- TASK DETAILS: Return the number of lines below that contain "must"; nothing else belongs in the reply.

(Collected data entries)
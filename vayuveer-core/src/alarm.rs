//! SAFE/ALERT state machine
//!
//! Each tick the smoothed reading is compared against the active threshold:
//!
//! ```text
//!            smoothed >= threshold
//!   ┌──────┐ ─────────────────────▶ ┌───────┐
//!   │ SAFE │                        │ ALERT │
//!   └──────┘ ◀───────────────────── └───────┘
//!            smoothed <  threshold
//! ```
//!
//! Equality counts as ALERT. An edge transition asks for indicators, one chat
//! message and one immediate store report. Staying in a state asks only for a
//! heartbeat store report, and only once `report_interval_ms` has passed since
//! the previous report of any kind.
//!
//! The machine itself performs no I/O; it returns an [`AlarmAction`] and the
//! monitor carries it out. That keeps the timing rules testable on their own.

use crate::time::{elapsed_ms, Timestamp};

/// Alarm state driven by the smoothed reading
#[derive(Debug, Clone, Copy, PartialEq, Eq, Default)]
pub enum AlarmState {
    /// Reading below threshold
    #[default]
    Safe,
    /// Reading at or above threshold
    Alert,
}

impl AlarmState {
    /// Target state for a smoothed reading against a threshold
    pub fn classify(smoothed: u16, threshold: u32) -> Self {
        if u32::from(smoothed) >= threshold {
            AlarmState::Alert
        } else {
            AlarmState::Safe
        }
    }

    /// Human-readable name
    pub const fn name(&self) -> &'static str {
        match self {
            AlarmState::Safe => "SAFE",
            AlarmState::Alert => "ALERT",
        }
    }
}

#[cfg(feature = "defmt")]
impl defmt::Format for AlarmState {
    fn format(&self, fmt: defmt::Formatter) {
        defmt::write!(fmt, "{}", self.name())
    }
}

/// Status label written to the remote store
#[derive(Debug, Clone, Copy, PartialEq, Eq)]
pub enum StatusLabel {
    /// Boot report sent once after calibration
    Starting,
    /// Edge into ALERT
    LeakDetected,
    /// Heartbeat while in ALERT
    LeakOngoing,
    /// Edge into SAFE
    Safe,
    /// Heartbeat while in SAFE
    SafeSteady,
}

impl StatusLabel {
    /// Label as stored remotely
    ///
    /// `Safe` and `SafeSteady` share a wire label; the dashboard keys on the
    /// string and never distinguished the two.
    pub const fn as_str(&self) -> &'static str {
        match self {
            StatusLabel::Starting => "Starting",
            StatusLabel::LeakDetected => "LEAK DETECTED",
            StatusLabel::LeakOngoing => "LEAK ONGOING",
            StatusLabel::Safe | StatusLabel::SafeSteady => "SAFE",
        }
    }

    /// Check if this label marks a state transition
    pub const fn is_edge(&self) -> bool {
        matches!(self, StatusLabel::LeakDetected | StatusLabel::Safe)
    }

    /// Label for an edge into `state`
    pub const fn entering(state: AlarmState) -> Self {
        match state {
            AlarmState::Alert => StatusLabel::LeakDetected,
            AlarmState::Safe => StatusLabel::Safe,
        }
    }

    /// Label for a heartbeat while remaining in `state`
    pub const fn remaining(state: AlarmState) -> Self {
        match state {
            AlarmState::Alert => StatusLabel::LeakOngoing,
            AlarmState::Safe => StatusLabel::SafeSteady,
        }
    }
}

#[cfg(feature = "serde")]
impl serde::Serialize for StatusLabel {
    fn serialize<S: serde::Serializer>(&self, serializer: S) -> Result<S::Ok, S::Error> {
        serializer.serialize_str(self.as_str())
    }
}

/// What the monitor must do after an evaluation
#[derive(Debug, Clone, Copy, PartialEq, Eq)]
pub enum AlarmAction {
    /// State changed: drive indicators, notify chat, report immediately
    Entered(AlarmState),
    /// State unchanged and the report interval elapsed: report only
    Heartbeat(StatusLabel),
    /// Nothing to do this tick
    Idle,
}

impl AlarmAction {
    /// Store label for this action, if it produces a report
    pub const fn status_label(&self) -> Option<StatusLabel> {
        match self {
            AlarmAction::Entered(state) => Some(StatusLabel::entering(*state)),
            AlarmAction::Heartbeat(label) => Some(*label),
            AlarmAction::Idle => None,
        }
    }
}

/// Edge-triggered alarm with throttled heartbeat reports
#[derive(Debug, Clone)]
pub struct AlarmMachine {
    state: AlarmState,

    /// Time of the last report of any kind (edge or heartbeat)
    last_report: Timestamp,

    report_interval_ms: u64,
}

impl AlarmMachine {
    /// Starts in SAFE with the report clock at `now`
    pub fn new(report_interval_ms: u64, now: Timestamp) -> Self {
        Self {
            state: AlarmState::Safe,
            last_report: now,
            report_interval_ms,
        }
    }

    /// Current state
    pub fn state(&self) -> AlarmState {
        self.state
    }

    /// Timestamp of the last edge or heartbeat
    pub fn last_report(&self) -> Timestamp {
        self.last_report
    }

    /// Restart the heartbeat clock, e.g. after an out-of-band report
    pub fn mark_reported(&mut self, now: Timestamp) {
        self.last_report = now;
    }

    /// Compare `smoothed` against `threshold` and decide what to do
    pub fn evaluate(&mut self, smoothed: u16, threshold: u32, now: Timestamp) -> AlarmAction {
        let target = AlarmState::classify(smoothed, threshold);

        if target != self.state {
            self.state = target;
            self.last_report = now;
            return AlarmAction::Entered(target);
        }

        if elapsed_ms(self.last_report, now) >= self.report_interval_ms {
            self.last_report = now;
            return AlarmAction::Heartbeat(StatusLabel::remaining(self.state));
        }

        AlarmAction::Idle
    }
}

/// Linear proxy for gas concentration
///
/// `smoothed / full_scale * reference_voltage * scale`. This is the sensor
/// voltage in millivolts under the default scale; it is NOT a calibrated LPG
/// concentration and must not be presented as one.
pub fn pseudo_ppm(smoothed: u16, full_scale: u16, reference_voltage: f32, scale: f32) -> f32 {
    if full_scale == 0 {
        return 0.0;
    }
    let voltage = f32::from(smoothed) / f32::from(full_scale) * reference_voltage;
    voltage * scale
}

- RESPONSE TO THIS TASK: 2